Exercise material:
--------------------------------------------------

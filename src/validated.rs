//! The accumulating validation type
//!
//! `Validated<A>` holds either a validated value or one or more failure
//! messages. Unlike `Result`, combining two independent `Validated` values
//! keeps the messages of *both* when both fail, so a caller sees every
//! problem at once instead of only the first.
//!
//! Two ways of composing exist and they are deliberately different:
//!
//! - [`Validated::apply`] and the [`accum`](crate::accum) family combine
//!   independent validations and accumulate failures.
//! - [`Validated::and_then`] chains a validation that depends on a previous
//!   value; it stops at the first failure.
//!
//! # Examples
//!
//! ```
//! use validated::{accum, Validated};
//!
//! fn age(value: i32) -> Validated<i32> {
//!     Validated::validate(value, |v| (0..150).contains(v), "The age must be in range [0,150)")
//! }
//!
//! fn username(value: Option<&str>) -> Validated<String> {
//!     Validated::from_option(value.map(str::to_string), "username is missing")
//! }
//!
//! let user = accum(username(None), age(-5), |name, age| (name, age));
//! assert_eq!(
//!     user.fold(|messages| messages.into_vec(), |_| Vec::new()),
//!     vec!["username is missing", "The age must be in range [0,150)"],
//! );
//! ```

use std::fmt;

use crate::nonempty::Messages;
use crate::{NonEmptyVec, Semigroup};

/// Either a validated value or a non-empty, ordered list of failure messages.
///
/// The `Invalid` payload is a [`Messages`], so an `Invalid` with no message
/// cannot exist. Every combinator takes its inputs by value and builds a new
/// result; message lists are moved, never shared.
#[must_use]
#[derive(Debug, Clone, PartialEq, Eq, Hash)]
#[cfg_attr(feature = "serde", derive(serde::Serialize, serde::Deserialize))]
pub enum Validated<A> {
    /// The value passed validation.
    Valid(A),
    /// Validation failed with these messages, in the order they were produced.
    Invalid(Messages),
}

impl<A> Validated<A> {
    /// Wrap a value that is already known to be valid.
    #[inline]
    pub fn valid(value: A) -> Self {
        Validated::Valid(value)
    }

    /// A failure carrying a single message.
    ///
    /// ```
    /// use validated::Validated;
    ///
    /// let v = Validated::<u8>::invalid("out of range");
    /// assert_eq!(v.messages().map(|m| m.len()), Some(1));
    /// ```
    #[inline]
    pub fn invalid(message: impl Into<String>) -> Self {
        Validated::Invalid(NonEmptyVec::singleton(message.into()))
    }

    /// A failure carrying an existing list of messages.
    #[inline]
    pub fn invalid_many(messages: Messages) -> Self {
        Validated::Invalid(messages)
    }

    /// `Valid` when the option holds a value, otherwise a failure with `message`.
    ///
    /// ```
    /// use validated::Validated;
    ///
    /// assert_eq!(Validated::from_option(Some(3), "missing"), Validated::valid(3));
    /// assert_eq!(Validated::<i32>::from_option(None, "missing"), Validated::invalid("missing"));
    /// ```
    pub fn from_option(opt: Option<A>, message: impl Into<String>) -> Self {
        match opt {
            Some(value) => Validated::Valid(value),
            None => Validated::invalid(message),
        }
    }

    /// Like [`from_option`](Self::from_option), building the message only when needed.
    pub fn from_option_with<F>(opt: Option<A>, message: F) -> Self
    where
        F: FnOnce() -> String,
    {
        match opt {
            Some(value) => Validated::Valid(value),
            None => Validated::invalid(message()),
        }
    }

    /// `Valid(value)` if `predicate` holds for it, otherwise a failure with `message`.
    ///
    /// ```
    /// use validated::Validated;
    ///
    /// let in_range = |v: &i32| (0..150).contains(v);
    /// assert_eq!(Validated::validate(35, in_range, "bad age"), Validated::valid(35));
    /// assert!(Validated::validate(-5, in_range, "bad age").is_invalid());
    /// ```
    pub fn validate<P>(value: A, predicate: P, message: impl Into<String>) -> Self
    where
        P: FnOnce(&A) -> bool,
    {
        if predicate(&value) {
            Validated::Valid(value)
        } else {
            Validated::invalid(message)
        }
    }

    /// Convert a `Result`, using the error's `Display` output as the message.
    ///
    /// ```
    /// use validated::Validated;
    ///
    /// let parsed = Validated::from_result("4x".parse::<i32>());
    /// assert!(parsed.is_invalid());
    /// ```
    pub fn from_result<E: fmt::Display>(result: Result<A, E>) -> Self {
        match result {
            Ok(value) => Validated::Valid(value),
            Err(error) => Validated::invalid(error.to_string()),
        }
    }

    /// Observe the state. Exactly one of the two functions is called.
    ///
    /// ```
    /// use validated::Validated;
    ///
    /// let report = Validated::<i32>::invalid("negative")
    ///     .fold(|messages| format!("{} problem(s)", messages.len()), |v| format!("ok: {v}"));
    /// assert_eq!(report, "1 problem(s)");
    /// ```
    pub fn fold<T, I, V>(self, on_invalid: I, on_valid: V) -> T
    where
        I: FnOnce(Messages) -> T,
        V: FnOnce(A) -> T,
    {
        match self {
            Validated::Valid(value) => on_valid(value),
            Validated::Invalid(messages) => on_invalid(messages),
        }
    }

    /// The contained value, or `default` if validation failed.
    pub fn or_else(self, default: A) -> A {
        self.fold(|_| default, |value| value)
    }

    /// `true` for `Valid`.
    #[inline]
    pub fn is_valid(&self) -> bool {
        matches!(self, Validated::Valid(_))
    }

    /// `true` for `Invalid`.
    #[inline]
    pub fn is_invalid(&self) -> bool {
        matches!(self, Validated::Invalid(_))
    }

    /// Borrow the value, cloning the messages of a failure.
    pub fn as_ref(&self) -> Validated<&A> {
        match self {
            Validated::Valid(value) => Validated::Valid(value),
            Validated::Invalid(messages) => Validated::Invalid(messages.clone()),
        }
    }

    /// The value if valid, dropping any messages.
    pub fn valid_value(self) -> Option<A> {
        self.fold(|_| None, Some)
    }

    /// The messages if invalid.
    pub fn messages(&self) -> Option<&Messages> {
        match self {
            Validated::Valid(_) => None,
            Validated::Invalid(messages) => Some(messages),
        }
    }

    /// Transform the value of a `Valid`; an `Invalid` passes through untouched.
    ///
    /// ```
    /// use validated::Validated;
    ///
    /// assert_eq!(Validated::valid(2).map(|x| x * 10), Validated::valid(20));
    /// assert_eq!(Validated::<i32>::invalid("E").map(|x| x * 10), Validated::invalid("E"));
    /// ```
    #[inline]
    pub fn map<B, F>(self, f: F) -> Validated<B>
    where
        F: FnOnce(A) -> B,
    {
        match self {
            Validated::Valid(value) => Validated::Valid(f(value)),
            Validated::Invalid(messages) => Validated::Invalid(messages),
        }
    }

    /// Run a validation that depends on this value.
    ///
    /// Sequential: on `Invalid`, `f` is not called and the existing messages
    /// are returned. Use [`apply`](Self::apply) or [`accum`](crate::accum) for
    /// independent validations whose failures should be collected together.
    ///
    /// ```
    /// use validated::Validated;
    ///
    /// let parsed = Validated::from_result("235".parse::<i32>())
    ///     .and_then(|v| Validated::validate(v, |v| *v < 150, "too old"));
    /// assert_eq!(parsed, Validated::invalid("too old"));
    /// ```
    #[inline]
    pub fn and_then<B, F>(self, f: F) -> Validated<B>
    where
        F: FnOnce(A) -> Validated<B>,
    {
        match self {
            Validated::Valid(value) => f(value),
            Validated::Invalid(messages) => Validated::Invalid(messages),
        }
    }

    /// Apply a validated function to this validated value.
    ///
    /// | `vf`      | `self`    | result                              |
    /// |-----------|-----------|-------------------------------------|
    /// | Valid(f)  | Valid(a)  | `Valid(f(a))`                       |
    /// | Valid     | Invalid   | `self`'s messages                   |
    /// | Invalid   | Valid     | `vf`'s messages                     |
    /// | Invalid   | Invalid   | `vf`'s messages, then `self`'s      |
    ///
    /// Putting the function's messages first means that
    /// `vb.apply(va.map(f))` reports `va` before `vb`.
    ///
    /// ```
    /// use validated::Validated;
    ///
    /// let vf = Validated::<fn(i32) -> i32>::invalid("E1");
    /// let result = Validated::<i32>::invalid("E2").apply(vf);
    /// assert_eq!(result.fold(|m| m.into_vec(), |_| vec![]), vec!["E1", "E2"]);
    /// ```
    pub fn apply<B, F>(self, vf: Validated<F>) -> Validated<B>
    where
        F: FnOnce(A) -> B,
    {
        match (vf, self) {
            (Validated::Valid(f), Validated::Valid(value)) => Validated::Valid(f(value)),
            (Validated::Invalid(fn_messages), Validated::Invalid(messages)) => {
                Validated::Invalid(fn_messages.combine(messages))
            }
            (Validated::Invalid(messages), Validated::Valid(_))
            | (Validated::Valid(_), Validated::Invalid(messages)) => Validated::Invalid(messages),
        }
    }

    /// Pair two independent validations, accumulating failures.
    ///
    /// ```
    /// use validated::Validated;
    ///
    /// let both = Validated::<u8>::invalid("a").and(Validated::<u8>::invalid("b"));
    /// assert_eq!(both.messages().map(|m| m.len()), Some(2));
    /// ```
    pub fn and<B>(self, other: Validated<B>) -> Validated<(A, B)> {
        other.apply(self.map(|a| move |b: B| (a, b)))
    }

    /// Rewrite every message, e.g. to prefix it with a field name.
    ///
    /// ```
    /// use validated::Validated;
    ///
    /// let v = Validated::<i32>::invalid("must be positive").map_messages(|m| format!("age: {m}"));
    /// assert_eq!(v, Validated::invalid("age: must be positive"));
    /// ```
    pub fn map_messages<F>(self, f: F) -> Self
    where
        F: FnMut(String) -> String,
    {
        match self {
            Validated::Valid(value) => Validated::Valid(value),
            Validated::Invalid(messages) => Validated::Invalid(messages.map(f)),
        }
    }

    /// Call `f` with the messages of an `Invalid`, returning `self` unchanged.
    pub fn inspect_invalid<F>(self, f: F) -> Self
    where
        F: FnOnce(&Messages),
    {
        if let Validated::Invalid(messages) = &self {
            f(messages);
        }
        self
    }

    /// Emit the messages of an `Invalid` as tracing events, returning `self` unchanged.
    ///
    /// Each message is logged at `debug` level, followed by a `warn` summary
    /// with the message count. A `Valid` logs nothing.
    #[cfg(feature = "tracing")]
    pub fn log_invalid(self, context: &str) -> Self {
        if let Validated::Invalid(messages) = &self {
            for message in messages {
                tracing::debug!(context = %context, message = %message, "validation message");
            }
            tracing::warn!(context = %context, count = messages.len(), "validation failed");
        }
        self
    }
}

impl<A> Validated<Validated<A>> {
    /// Remove one level of nesting.
    pub fn flatten(self) -> Validated<A> {
        self.and_then(|inner| inner)
    }
}

impl<A: fmt::Display> fmt::Display for Validated<A> {
    fn fmt(&self, f: &mut fmt::Formatter<'_>) -> fmt::Result {
        match self {
            Validated::Valid(value) => write!(f, "Valid({})", value),
            Validated::Invalid(messages) => write!(f, "Invalid({})", messages),
        }
    }
}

--------------------------------------------------

State how many lines in the listing above contain "this". Nothing else is needed.

Exercise answer: 2